German settlers arrived in the area probably during the 13th century and c. 1300 the Teutonic Order erected a castle (Ordensburg) to protect a crossroad here. The town, a so-called lischke, grew up around the castle. A church and a school existed at least from 1319, and from 1437 the town had town rights. In 1440 the town joined the Prussian Confederation, at the request of which Polish King Casimir IV Jagiellon signed the act of incorporation of the region to the Kingdom of Poland in 1454. During the subsequent Thirteen Years' War, the castle was largely destroyed probably already in 1458, but still partially inhabited in 1474 and in the 19th century its cellar vaults were discovered adjacent to the town church. After the war, per the peace treaty signed in Toruń in 1466, the town became a part of Poland as a fief held by the Teutonic Knights. In 1469 the town became the fief of the knight Konrad von Egloffstein, who built a palace on an island in a lake south of the town. The palace was rebuilt during the 16th century and again in 1778. Caspar Hennenberger served as a priest in the town from 1554 to 1560. The town suffered destruction from fires on several occasions: in 1520, 1571, 1659, 1681 and 1776.

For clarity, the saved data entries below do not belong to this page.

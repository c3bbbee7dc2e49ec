#![warn(missing_docs)] // <= 合适时移除它.

//! 核心库. 在 3D CT 体数据 (及其标签) 的单层切片上统计各标签的形状与强度信息.
//!
//! 整体流程为一条直线:
//!
//! 1. 从 nifti 文件加载扫描 ([`IntensityVolume`]) 与标签 ([`LabelVolume`]),
//!   同时解析体素分辨率、原点和方向 ([`Geometry`]);
//! 2. 计算参考标签中某个标签的物理质心, 将其映射回体素索引, 确定切片位置
//!   ([`stats::centroid`]);
//! 3. 沿给定轴抽取扫描和标签的同一层二维切片 ([`Slice2d`]);
//! 4. 对每个请求的标签统计体素数、物理面积/体积, 以及 (可选的) 强度统计量
//!   ([`stats::aggregate`]);
//! 5. 组装为长表或宽表, 写出 CSV ([`report::Table`]).
//!
//! # 注意
//!
//! 1. 轴编号沿用 nifti / ITK 的图像轴约定: `0` 为 x (宽), `1` 为 y (高),
//!   `2` 为 z (相邻切片方向). 内部数据按 `(z, y, x)` 存储.
//! 2. 物理坐标按 ITK 惯例以 LPS 表示.
//!
//! # 配置
//!
//! 长表/宽表, 是否输出强度统计, 以及元信息的两种写法都是
//! [`SliceStatsJob`] 的配置项.

/// 二维索引, 按存储顺序 (行, 列).
pub type Idx2d = (usize, usize);

/// 三维索引, 按存储顺序 `(z, y, x)`.
pub type Idx3d = (usize, usize, usize);

/// 标签值类型.
pub type LabelId = u32;

pub mod consts;

/// 3D nii 文件基础数据结构.
mod data;

mod error;
mod job;

pub mod prelude;
pub mod report;
pub mod stats;

pub use data::{Geometry, IntensityVolume, LabelVolume, Slice2d, SliceAxis, Volume};
pub use error::{Error, Result};
pub use job::{JobOutput, SliceStatsJob};
//! 运行时错误.

use crate::{LabelId, SliceAxis};
use thiserror::Error;

/// 加载、抽取切片和统计过程中的错误.
#[derive(Error, Debug)]
pub enum Error {
    /// 读取 nifti 文件错误.
    #[error("nifti error: {0}")]
    Nifti(#[from] nifti::NiftiError),

    /// 其他底层 I/O 错误.
    #[error("I/O error: {0}")]
    Io(#[from] std::io::Error),

    /// 体数据形状无法转换.
    #[error("array shape error: {0}")]
    Shape(#[from] ndarray::ShapeError),

    /// 只支持 2D 和 3D 图像 (末尾长度为 1 的维度会被忽略).
    #[error("unsupported image dimensionality: {0}")]
    UnsupportedDimensionality(usize),

    /// 切片轴只能是 0, 1 或 2.
    #[error("slice axis {0} out of range, expected 0, 1 or 2")]
    AxisOutOfRange(usize),

    /// 切片索引越界.
    #[error("slice index {index} out of bounds along axis {axis} (extent {len})")]
    SliceOutOfBounds {
        /// 切片轴.
        axis: SliceAxis,
        /// 请求的索引.
        index: i64,
        /// 该轴上的体素个数.
        len: usize,
    },

    /// 两个本应对齐的图像形状不一致.
    #[error("{what} shape mismatch: {left:?} vs {right:?}")]
    ShapeMismatch {
        /// 出错的对象.
        what: &'static str,
        /// 左侧形状.
        left: Vec<usize>,
        /// 右侧形状.
        right: Vec<usize>,
    },

    /// 参考图像中不存在用于定位质心的标签.
    #[error("Label {0} for centroid not found in reference image")]
    CentroidLabelNotFound(LabelId),

    /// 方向矩阵 (乘以分辨率后) 不可逆.
    #[error("singular direction matrix")]
    SingularDirection,

    /// 体素分辨率必须为有限正数.
    #[error("invalid spacing {0:?}")]
    InvalidSpacing([f64; 3]),

    /// 无法从文件名中解析序列信息.
    #[error("cannot derive series identifiers from file name `{0}`")]
    MalformedSeriesName(String),

    /// 元信息只接受一个自由字符串, 或 `subject session` 两项.
    #[error("expected one metadata string or two subject/session tokens, got {0}")]
    MetadataArity(usize),
}

/// 本 crate 的通用结果类型.
pub type Result<T> = std::result::Result<T, Error>;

From the 18th century, the town was part of the Kingdom of Prussia, and in 1871 it became part of Germany, within which it was administratively located in Landkreis Bartenstein (Bartoszyce county) in the province of East Prussia. In 1875, the town had a population of 2,167. Nine annual fairs were held in the town in the late 19th century. A railway connection was built to the town in 1902.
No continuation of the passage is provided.